ToxSci Advance Access originally published online on March 28, 2006
Toxicological Sciences 2006 91(2):550-556; doi:10.1093/toxsci/kfj178
| ||||||||||||||||||||||||||||||||||||||||||||||||||||||||||||||||||||||
Radiation Exposure Impairs Luteinizing Hormone Signal Transduction and Steroidogenesis in Cultured Human Leydig Cells
* Department of Endocrinology, Dr. ALM PG Institute of Basic Medical Sciences, University of Madras, Taramani, Chennai-600 113, Tamil Nadu, India; Department of Urology, Madras Medical College and Hospital, Chennai-600 002, Tamil Nadu, India; and Department of Radiation Oncology, Government General Hospital, Chennai-600 014, Tamil Nadu, India
Received August 24, 2005; accepted October 7, 2005
Therapeutic, accidental, and experimental radiation exposures decreased serum testosterone in males, leading to various sexual problems. Since testicular Leydig cells are the predominant source of circulating testosterone, findings on the direct effects of radiation on Leydig cell steroidogenesis and the mechanism behind such effects would be of greater importance to the use of safer radiation doses in cancer therapy and to adopt preventive or therapeutic measures to alleviate postirradiation lesions, respectively.

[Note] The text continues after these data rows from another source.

//! # Control
//!
//! Admin HTTP server for live configuration and health introspection:
//! - `GET  /api/config` - current batch-size threshold
//! - `POST /api/config` - replace the threshold (rejects values < 1)
//! - `GET  /api/health` - processed count and last flush time
//!
//! Handlers touch nothing but the shared [`RuntimeState`]; pipeline errors
//! are never visible here, only through logs and metrics.

use std::net::SocketAddr;
use std::sync::Arc;

use contracts::RuntimeState;
use hyper::service::{make_service_fn, service_fn};
use hyper::{Body, Method, Request, Response, Server, StatusCode};
use serde::{Deserialize, Serialize};
use tokio_util::sync::CancellationToken;
use tracing::{debug, info};

/// Threshold payload for both directions of /api/config
#[derive(Debug, Serialize, Deserialize)]
#[serde(rename_all = "camelCase")]
struct ConfigPayload {
    batch_size: i64,
}

/// Response body of /api/health
#[derive(Debug, Serialize, Deserialize)]
#[serde(rename_all = "camelCase")]
struct HealthPayload {
    processed_count: u64,
    last_processed: Option<String>,
}

/// Start the control server; runs until the pipeline is cancelled.
pub async fn serve(
    addr: SocketAddr,
    state: Arc<RuntimeState>,
    cancel: CancellationToken,
) -> Result<(), hyper::Error> {
    let make_svc = make_service_fn(move |_| {
        let state = state.clone();
        async move {
            Ok::<_, hyper::Error>(service_fn(move |req: Request<Body>| {
                handle(req, state.clone())
            }))
        }
    });

    info!("Control server listening on {}", addr);
    Server::try_bind(&addr)?
        .serve(make_svc)
        .with_graceful_shutdown(async move { cancel.cancelled().await })
        .await
}

async fn handle(
    req: Request<Body>,
    state: Arc<RuntimeState>,
) -> Result<Response<Body>, hyper::Error> {
    let response = match (req.method(), req.uri().path()) {
        (&Method::GET, "/api/config") => get_config(&state),
        (&Method::POST, "/api/config") => update_config(req, &state).await?,
        (_, "/api/config") => text_response(StatusCode::METHOD_NOT_ALLOWED, "method not allowed"),
        (&Method::GET, "/api/health") => get_health(&state),
        _ => text_response(StatusCode::NOT_FOUND, "not found"),
    };
    Ok(response)
}

fn get_config(state: &RuntimeState) -> Response<Body> {
    json_response(
        StatusCode::OK,
        &ConfigPayload {
            batch_size: state.batch_size() as i64,
        },
    )
}

async fn update_config(
    req: Request<Body>,
    state: &RuntimeState,
) -> Result<Response<Body>, hyper::Error> {
    let body = hyper::body::to_bytes(req.into_body()).await?;

    let payload: ConfigPayload = match serde_json::from_slice(&body) {
        Ok(payload) => payload,
        Err(e) => {
            return Ok(text_response(
                StatusCode::BAD_REQUEST,
                format!("invalid JSON: {e}"),
            ));
        }
    };

    if payload.batch_size < 1 {
        return Ok(text_response(
            StatusCode::BAD_REQUEST,
            "batchSize must be >= 1",
        ));
    }

    // Validated above; the state-level check guards other callers
    match state.set_batch_size(payload.batch_size as usize) {
        Ok(()) => {
            debug!(batch_size = payload.batch_size, "Threshold updated");
            Ok(empty_response(StatusCode::NO_CONTENT))
        }
        Err(e) => Ok(text_response(StatusCode::BAD_REQUEST, e.to_string())),
    }
}

fn get_health(state: &RuntimeState) -> Response<Body> {
    let health = state.health();
    json_response(
        StatusCode::OK,
        &HealthPayload {
            processed_count: health.processed_count,
            last_processed: health.last_processed.map(|t| t.to_rfc3339()),
        },
    )
}

fn json_response<T: Serialize>(status: StatusCode, payload: &T) -> Response<Body> {
    let body = serde_json::to_vec(payload).unwrap_or_default();
    Response::builder()
        .status(status)
        .header("Content-Type", "application/json")
        .body(Body::from(body))
        .unwrap()
}

fn text_response(status: StatusCode, message: impl Into<String>) -> Response<Body> {
    Response::builder()
        .status(status)
        .body(Body::from(format!("{}\n", message.into())))
        .unwrap()
}

fn empty_response(status: StatusCode) -> Response<Body> {
    Response::builder()
        .status(status)
        .body(Body::empty())
        .unwrap()
}
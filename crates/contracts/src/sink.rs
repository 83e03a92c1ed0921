//! EventSink trait - batch persistence interface
//!
//! Defines the abstract interface for batch sinks.

use crate::{ChatEvent, ContractError};

/// Batch persistence trait
///
/// The batcher hands each drained batch to a sink. A sink returning `Ok`
/// means the batch was committed (individual records inside may still have
/// failed and been reported through logs/metrics); `Err` means the batch as
/// a whole was not persisted and is dropped by the caller.
#[trait_variant::make(EventSink: Send)]
pub trait LocalEventSink {
    /// Sink name (used for logging/metrics)
    fn name(&self) -> &str;

    /// Persist one batch in a single transaction
    ///
    /// # Errors
    /// Returns an error when the transaction cannot be opened or committed.
    async fn write_batch(&mut self, batch: &[ChatEvent]) -> Result<(), ContractError>;
}
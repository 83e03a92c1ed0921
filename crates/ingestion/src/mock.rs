//! Scripted transport for tests
//!
//! Replays canned protocol lines and records everything the reader writes,
//! so reader behavior can be verified without a chat server.

use std::collections::VecDeque;
use std::sync::{Arc, Mutex};

use contracts::{ChatTransport, ContractError};

/// Transport that replays a fixed script of lines
pub struct ScriptedTransport {
    lines: VecDeque<String>,
    sent: Arc<Mutex<Vec<String>>>,
    fail_at_end: bool,
}

impl ScriptedTransport {
    /// Create a transport that yields `lines` and then signals end of stream
    pub fn new(lines: Vec<&str>) -> Self {
        Self {
            lines: lines.into_iter().map(String::from).collect(),
            sent: Arc::new(Mutex::new(Vec::new())),
            fail_at_end: false,
        }
    }

    /// Create a transport that yields `lines` and then fails the read,
    /// simulating a dropped connection
    pub fn failing_after(lines: Vec<&str>) -> Self {
        Self {
            fail_at_end: true,
            ..Self::new(lines)
        }
    }

    /// Handle to the lines written by the reader (login, PONGs)
    pub fn sent(&self) -> Arc<Mutex<Vec<String>>> {
        Arc::clone(&self.sent)
    }
}

impl ChatTransport for ScriptedTransport {
    async fn read_line(&mut self) -> Result<Option<String>, ContractError> {
        match self.lines.pop_front() {
            Some(line) => Ok(Some(line)),
            None if self.fail_at_end => {
                Err(ContractError::chat_stream("scripted connection reset"))
            }
            None => Ok(None),
        }
    }

    async fn write_line(&mut self, line: &str) -> Result<(), ContractError> {
        self.sent
            .lock()
            .unwrap_or_else(std::sync::PoisonError::into_inner)
            .push(line.to_string());
        Ok(())
    }
}

#[cfg(test)]
mod tests {
    use super::*;

    #[tokio::test]
    async fn scripted_transport_replays_then_ends() {
        let mut transport = ScriptedTransport::new(vec!["one", "two"]);
        assert_eq!(transport.read_line().await.unwrap(), Some("one".into()));
        assert_eq!(transport.read_line().await.unwrap(), Some("two".into()));
        assert_eq!(transport.read_line().await.unwrap(), None);
    }

    #[tokio::test]
    async fn failing_transport_errors_after_script() {
        let mut transport = ScriptedTransport::failing_after(vec!["one"]);
        assert!(transport.read_line().await.unwrap().is_some());
        assert!(transport.read_line().await.is_err());
    }
}
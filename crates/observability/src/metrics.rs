//! Pipeline metric recording helpers
//!
//! All metric names carry the `chat_loader_` prefix.

use metrics::{counter, gauge, histogram};

/// Record a committed batch
pub fn record_batch_flushed(batch_len: usize, trigger: &'static str) {
    counter!("chat_loader_batches_flushed_total", "trigger" => trigger).increment(1);
    counter!("chat_loader_events_flushed_total").increment(batch_len as u64);
    histogram!("chat_loader_batch_size").record(batch_len as f64);
    gauge!("chat_loader_last_batch_size").set(batch_len as f64);
}

/// Record a batch dropped because the sink failed
pub fn record_flush_failure() {
    counter!("chat_loader_flush_failures_total").increment(1);
}

/// Record individual insert failures inside a committed batch
pub fn record_record_insert_failures(count: u64) {
    if count > 0 {
        counter!("chat_loader_record_insert_failures_total").increment(count);
    }
}
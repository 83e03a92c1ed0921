//! Configuration validation module
//!
//! Validation rules:
//! - chat.nickname and chat.channel non-empty
//! - batch.size >= 1
//! - batch.flush_interval_secs >= 1
//! - batch.queue_capacity >= 1
//! - storage.database_url non-empty
//! - control.listen_addr parses as a socket address

use std::net::SocketAddr;

use contracts::{ContractError, ServiceBlueprint};

/// Validate a ServiceBlueprint
///
/// Returns the first error encountered, or Ok(()).
pub fn validate(blueprint: &ServiceBlueprint) -> Result<(), ContractError> {
    validate_chat(blueprint)?;
    validate_batch(blueprint)?;
    validate_storage(blueprint)?;
    validate_control(blueprint)?;
    Ok(())
}

fn validate_chat(blueprint: &ServiceBlueprint) -> Result<(), ContractError> {
    if blueprint.chat.nickname.trim().is_empty() {
        return Err(ContractError::config_validation(
            "chat.nickname",
            "nickname must not be empty",
        ));
    }
    if blueprint.chat.channel.trim().is_empty() {
        return Err(ContractError::config_validation(
            "chat.channel",
            "channel must not be empty",
        ));
    }
    if blueprint.chat.channel.starts_with('#') {
        return Err(ContractError::config_validation(
            "chat.channel",
            "channel is given without the leading '#'",
        ));
    }
    Ok(())
}

fn validate_batch(blueprint: &ServiceBlueprint) -> Result<(), ContractError> {
    let batch = &blueprint.batch;

    if batch.size < 1 {
        return Err(ContractError::config_validation(
            "batch.size",
            format!("batch size must be >= 1, got {}", batch.size),
        ));
    }
    if batch.flush_interval_secs < 1 {
        return Err(ContractError::config_validation(
            "batch.flush_interval_secs",
            format!(
                "flush interval must be >= 1 second, got {}",
                batch.flush_interval_secs
            ),
        ));
    }
    if batch.queue_capacity < 1 {
        return Err(ContractError::config_validation(
            "batch.queue_capacity",
            format!("queue capacity must be >= 1, got {}", batch.queue_capacity),
        ));
    }
    Ok(())
}

fn validate_storage(blueprint: &ServiceBlueprint) -> Result<(), ContractError> {
    if blueprint.storage.database_url.trim().is_empty() {
        return Err(ContractError::config_validation(
            "storage.database_url",
            "database URL must not be empty",
        ));
    }
    Ok(())
}

fn validate_control(blueprint: &ServiceBlueprint) -> Result<(), ContractError> {
    blueprint
        .control
        .listen_addr
        .parse::<SocketAddr>()
        .map_err(|e| {
            ContractError::config_validation(
                "control.listen_addr",
                format!(
                    "'{}' is not a valid socket address: {e}",
                    blueprint.control.listen_addr
                ),
            )
        })?;
    Ok(())
}
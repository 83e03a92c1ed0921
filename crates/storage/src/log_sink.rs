//! LogSink - logs batch summaries via tracing

use contracts::{ChatEvent, ContractError, EventSink};
use tracing::{info, instrument};

/// Sink that logs batch summaries instead of persisting them
pub struct LogSink {
    name: String,
}

impl LogSink {
    /// Create a new LogSink with the given name
    pub fn new(name: impl Into<String>) -> Self {
        Self { name: name.into() }
    }
}

impl EventSink for LogSink {
    fn name(&self) -> &str {
        &self.name
    }

    #[instrument(
        name = "log_sink_write_batch",
        skip(self, batch),
        fields(sink = %self.name, batch_len = batch.len())
    )]
    async fn write_batch(&mut self, batch: &[ChatEvent]) -> Result<(), ContractError> {
        let first_origin = batch.first().map(|e| e.origin.as_str()).unwrap_or("-");
        info!(
            sink = %self.name,
            batch_len = batch.len(),
            first_origin,
            "Batch received"
        );
        Ok(())
    }
}

#[cfg(test)]
mod tests {
    use super::*;

    #[tokio::test]
    async fn test_log_sink_write() {
        let mut sink = LogSink::new("test_log");
        let batch = vec![ChatEvent::now("alice", "hi")];
        assert!(sink.write_batch(&batch).await.is_ok());
    }

    #[tokio::test]
    async fn test_log_sink_name() {
        let sink = LogSink::new("my_logger");
        assert_eq!(sink.name(), "my_logger");
    }
}
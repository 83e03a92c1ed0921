//! Command implementations.

mod run;
mod validate;

pub use run::run_pipeline;
pub use validate::run_validate;
//! SqlSink - transactional batch writes

use contracts::{ChatEvent, ContractError, EventSink};
use observability::record_record_insert_failures;
use sqlx::SqlitePool;
use tracing::{instrument, warn};

const INSERT_MESSAGE: &str =
    "INSERT INTO messages (origin, text, occurred_at) VALUES (?1, ?2, ?3)";

/// Sink that persists each batch in one transaction
///
/// Failure semantics, in order:
/// - transaction cannot be opened: the whole batch is abandoned (Err);
/// - an individual insert fails: logged and counted, the remaining records
///   in the same transaction are still attempted;
/// - commit fails: Err, executed inserts are not guaranteed persisted.
///
/// A batch with per-record failures still commits and still counts as a
/// successful flush upstream.
pub struct SqlSink {
    name: String,
    pool: SqlitePool,
}

impl SqlSink {
    /// Create a sink writing through the given pool
    pub fn new(name: impl Into<String>, pool: SqlitePool) -> Self {
        Self {
            name: name.into(),
            pool,
        }
    }
}

impl EventSink for SqlSink {
    fn name(&self) -> &str {
        &self.name
    }

    #[instrument(
        name = "sql_sink_write_batch",
        skip(self, batch),
        fields(sink = %self.name, batch_len = batch.len())
    )]
    async fn write_batch(&mut self, batch: &[ChatEvent]) -> Result<(), ContractError> {
        let mut tx = self.pool.begin().await.map_err(|e| {
            ContractError::store_write(batch.len(), format!("begin transaction failed: {e}"))
        })?;

        let mut failed = 0u64;
        for event in batch {
            let result = sqlx::query(INSERT_MESSAGE)
                .bind(&event.origin)
                .bind(&event.text)
                .bind(event.occurred_at)
                .execute(&mut *tx)
                .await;

            if let Err(e) = result {
                failed += 1;
                warn!(
                    sink = %self.name,
                    origin = %event.origin,
                    error = %e,
                    "Record insert failed, continuing batch"
                );
            }
        }

        record_record_insert_failures(failed);

        tx.commit().await.map_err(|e| {
            ContractError::store_write(batch.len(), format!("commit failed: {e}"))
        })?;

        Ok(())
    }
}
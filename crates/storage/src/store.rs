//! ChatStore - SQLite pool and schema provisioning

use std::str::FromStr;

use contracts::ContractError;
use sqlx::sqlite::{SqliteConnectOptions, SqlitePoolOptions};
use sqlx::SqlitePool;
use tracing::{info, instrument};

/// Idempotent, safe to run on every startup
const CREATE_MESSAGES_TABLE: &str = r#"
CREATE TABLE IF NOT EXISTS messages (
    id          INTEGER PRIMARY KEY AUTOINCREMENT,
    origin      TEXT NOT NULL,
    text        TEXT NOT NULL,
    occurred_at TEXT NOT NULL
)
"#;

/// Handle to the SQLite store
#[derive(Debug, Clone)]
pub struct ChatStore {
    pool: SqlitePool,
}

impl ChatStore {
    /// Connect to the store and verify the connection
    ///
    /// Creates the database file when it does not exist yet. The pool is
    /// capped at one connection: the sink is the only writer.
    ///
    /// # Errors
    /// Returns a connection error when the URL is invalid or the database
    /// is unreachable.
    #[instrument(name = "chat_store_connect", skip(url))]
    pub async fn connect(url: &str) -> Result<Self, ContractError> {
        let options = SqliteConnectOptions::from_str(url)
            .map_err(|e| ContractError::store_connection(format!("invalid URL '{url}': {e}")))?
            .create_if_missing(true);

        let pool = SqlitePoolOptions::new()
            .max_connections(1)
            .connect_with(options)
            .await
            .map_err(|e| ContractError::store_connection(format!("connect failed: {e}")))?;

        // Equivalent of a ping - fail fast before the pipeline starts
        sqlx::query("SELECT 1")
            .execute(&pool)
            .await
            .map_err(|e| ContractError::store_connection(format!("ping failed: {e}")))?;

        info!("Connected to store");
        Ok(Self { pool })
    }

    /// Create the messages table when absent
    ///
    /// Performed once at startup before the pipeline begins; running it
    /// again is a no-op.
    #[instrument(name = "chat_store_ensure_schema", skip(self))]
    pub async fn ensure_schema(&self) -> Result<(), ContractError> {
        sqlx::query(CREATE_MESSAGES_TABLE)
            .execute(&self.pool)
            .await
            .map_err(|e| ContractError::store_schema(format!("create table failed: {e}")))?;

        info!("Ensured messages table exists");
        Ok(())
    }

    /// Underlying pool, for building a sink
    pub fn pool(&self) -> &SqlitePool {
        &self.pool
    }

    /// Number of persisted messages
    pub async fn count_messages(&self) -> Result<i64, ContractError> {
        sqlx::query_scalar("SELECT COUNT(*) FROM messages")
            .fetch_one(&self.pool)
            .await
            .map_err(|e| ContractError::store_connection(format!("count failed: {e}")))
    }

    /// Origins of persisted messages in insertion order
    pub async fn origins_in_order(&self) -> Result<Vec<String>, ContractError> {
        sqlx::query_scalar("SELECT origin FROM messages ORDER BY id")
            .fetch_all(&self.pool)
            .await
            .map_err(|e| ContractError::store_connection(format!("query failed: {e}")))
    }
}

#[cfg(test)]
mod tests {
    use super::*;

    #[tokio::test]
    async fn ensure_schema_is_idempotent() {
        let store = ChatStore::connect("sqlite::memory:").await.unwrap();
        store.ensure_schema().await.unwrap();
        store.ensure_schema().await.unwrap();
        assert_eq!(store.count_messages().await.unwrap(), 0);
    }

    #[tokio::test]
    async fn connect_rejects_invalid_url() {
        let result = ChatStore::connect("not-a-url").await;
        assert!(matches!(
            result,
            Err(ContractError::StoreConnection { .. })
        ));
    }
}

Therefore, this study was undertaken to explore the same using cultured human Leydig cells. Testicles removed from advanced prostatic carcinoma patients were used for isolation and purification of Leydig cells. Purified Leydig cells were cultured and then exposed to different doses (2, 4, 6, 8, and 10 Gy) of fractioned gamma radiation. Normal and irradiated cells were used for luteinizing hormone (LH) receptor quantification or total RNA isolation to study LH receptor mRNA expression or LH/cyclic AMP (cAMP) stimulation test. While LH-stimulated cells were used for cAMP assay, LH- and cAMP-stimulated cells were used for the estimation of steroidogenic enzymes, testosterone and estradiol production. Radiation exposure caused adverse effects on Leydig cell steroidogenesis in a dose-dependent manner. While lower doses (2 and 4 Gy) were ineffective, higher doses (6 Gy and above) drastically decreased LH receptor, basal and LH-stimulated cAMP generation, and basal, LH-, and cAMP-stimulated steroidogenesis. While 2 Gy of radiation exposure increased the LH receptor mRNA level, other doses did not induce any significant change. Therefore, it is concluded that higher doses of radiation impair Leydig cell steroidogenesis by affecting LH signal transduction at the level of both pre- and post-cAMP generation. Decreased level of LH receptors following higher doses of radiation exposure is not coupled with impaired expression of its mRNA.
Key Words: gamma radiation; human Leydig cell; LH signaling; LH receptor expression; steroidogenesis.